Task statement:
Go through the lines below. Copy those with "derive".

[Records from a dataset]
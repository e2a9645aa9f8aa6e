//! # tds5-protocol
//!
//! Pure implementation of the TDS 5.0 wire protocol spoken by
//! Sybase-family database servers (ASE, SQL Anywhere in TDS mode).
//!
//! This crate provides packet structures, token parsing, and request
//! serialization. It is intentionally IO-agnostic: no networking logic
//! and no assumptions about the async runtime. The `sybase-client`
//! crate builds the connection machinery on top of it.
//!
//! ## Layers
//!
//! - [`packet`] — the 8-byte packet header and framing constants.
//! - [`token`] — the token stream: reply tokens via [`TokenParser`],
//!   request tokens via the `encode_*` functions.
//! - [`value`] — scalar datatypes and value encoding.
//! - [`login`] — the fixed-layout TDS 5.0 login record.

#![warn(missing_docs)]
#![deny(unsafe_code)]

pub mod codec;
pub mod error;
pub mod login;
pub mod packet;
pub mod token;
pub mod value;

pub use error::ProtocolError;
pub use login::LoginRequest;
pub use packet::{
    DEFAULT_PACKET_SIZE, MAX_PACKET_SIZE, MIN_PACKET_SIZE, PACKET_HEADER_SIZE, PacketHeader,
    PacketStatus, PacketType,
};
pub use token::{
    Capability, ColumnFormat, Done, DoneStatus, Dynamic, DynamicFlags, DynamicOp, Eed, EnvChange,
    EnvChangeKind, EnvUpdate, LoginAck, LoginStatus, OrderBy, Params, ParamsFormat, Row, RowFormat,
    TdsVersion, Token, TokenKind, TokenParser, encode_dynamic, encode_language, encode_logout,
    encode_params, encode_return_status, encode_row,
};
pub use value::{DataType, Value, decode_value, encode_value};
//! TDS 5.0 packet header definitions.

use bitflags::bitflags;
use bytes::{Buf, BufMut};

use crate::error::ProtocolError;

/// TDS packet header size in bytes.
pub const PACKET_HEADER_SIZE: usize = 8;

/// Smallest packet size a server will accept.
pub const MIN_PACKET_SIZE: usize = 512;

/// Maximum TDS packet size (64KB - 1).
pub const MAX_PACKET_SIZE: usize = 65535;

/// Default TDS 5.0 packet size before negotiation.
pub const DEFAULT_PACKET_SIZE: usize = 512;

/// TDS packet type.
#[derive(Debug, Clone, Copy, PartialEq, Eq, Hash)]
#[repr(u8)]
pub enum PacketType {
    /// Pre-TDS7 login record.
    Login = 0x02,
    /// Tabular response from the server.
    Response = 0x04,
    /// Normal request carrying a token stream (language, dynamic, ...).
    Query = 0x0F,
}

impl PacketType {
    /// Create a packet type from a raw byte value.
    pub fn from_u8(value: u8) -> Result<Self, ProtocolError> {
        match value {
            0x02 => Ok(Self::Login),
            0x04 => Ok(Self::Response),
            0x0F => Ok(Self::Query),
            _ => Err(ProtocolError::InvalidPacketType(value)),
        }
    }
}

bitflags! {
    /// TDS packet status flags.
    #[derive(Debug, Clone, Copy, PartialEq, Eq, Hash)]
    pub struct PacketStatus: u8 {
        /// Normal packet, more packets to follow.
        const NORMAL = 0x00;
        /// Last packet of the logical message.
        const LAST = 0x01;
    }
}

/// TDS packet header.
///
/// Every TDS packet begins with an 8-byte header describing the packet
/// type, status, and total length.
#[derive(Debug, Clone, Copy, PartialEq, Eq)]
pub struct PacketHeader {
    /// Type of packet.
    pub packet_type: PacketType,
    /// Status flags.
    pub status: PacketStatus,
    /// Total packet length including header, big-endian on the wire.
    pub length: u16,
    /// Channel number (unused, 0).
    pub channel: u16,
    /// Packet sequence number (wraps at 255).
    pub packet_number: u8,
    /// Window (unused, 0).
    pub window: u8,
}

impl PacketHeader {
    /// Create a new packet header.
    #[must_use]
    pub const fn new(packet_type: PacketType, status: PacketStatus, length: u16) -> Self {
        Self {
            packet_type,
            status,
            length,
            channel: 0,
            packet_number: 0,
            window: 0,
        }
    }

    /// Parse a packet header from bytes.
    pub fn decode(src: &mut impl Buf) -> Result<Self, ProtocolError> {
        if src.remaining() < PACKET_HEADER_SIZE {
            return Err(ProtocolError::UnexpectedEof);
        }

        let packet_type = PacketType::from_u8(src.get_u8())?;
        let status = PacketStatus::from_bits_truncate(src.get_u8());
        let length = src.get_u16();
        let channel = src.get_u16();
        let packet_number = src.get_u8();
        let window = src.get_u8();

        Ok(Self {
            packet_type,
            status,
            length,
            channel,
            packet_number,
            window,
        })
    }

    /// Encode the packet header to bytes.
    pub fn encode(&self, dst: &mut impl BufMut) {
        dst.put_u8(self.packet_type as u8);
        dst.put_u8(self.status.bits());
        dst.put_u16(self.length);
        dst.put_u16(self.channel);
        dst.put_u8(self.packet_number);
        dst.put_u8(self.window);
    }

    /// Get the payload length (total length minus header).
    #[must_use]
    pub const fn payload_length(&self) -> usize {
        self.length.saturating_sub(PACKET_HEADER_SIZE as u16) as usize
    }

    /// Check if this is the last packet in a message.
    #[must_use]
    pub const fn is_last(&self) -> bool {
        self.status.contains(PacketStatus::LAST)
    }
}

#[cfg(test)]
#[allow(clippy::unwrap_used)]
mod tests {
    use super::*;
    use bytes::BytesMut;

    #[test]
    fn header_roundtrip() {
        let header = PacketHeader {
            packet_type: PacketType::Query,
            status: PacketStatus::LAST,
            length: 100,
            channel: 0,
            packet_number: 1,
            window: 0,
        };

        let mut buf = BytesMut::new();
        header.encode(&mut buf);
        assert_eq!(buf.len(), PACKET_HEADER_SIZE);

        let mut cursor = &buf[..];
        let decoded = PacketHeader::decode(&mut cursor).unwrap();
        assert_eq!(header, decoded);
    }

    #[test]
    fn payload_length_excludes_header() {
        let header = PacketHeader::new(PacketType::Response, PacketStatus::LAST, 100);
        assert_eq!(header.payload_length(), 92);
    }

    #[test]
    fn packet_type_from_u8() {
        assert_eq!(PacketType::from_u8(0x02).unwrap(), PacketType::Login);
        assert_eq!(PacketType::from_u8(0x0F).unwrap(), PacketType::Query);
        assert!(PacketType::from_u8(0xFF).is_err());
    }
}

The completed task:
#[derive(Debug, Clone, Copy, PartialEq, Eq, Hash)]
    #[derive(Debug, Clone, Copy, PartialEq, Eq, Hash)]
#[derive(Debug, Clone, Copy, PartialEq, Eq)]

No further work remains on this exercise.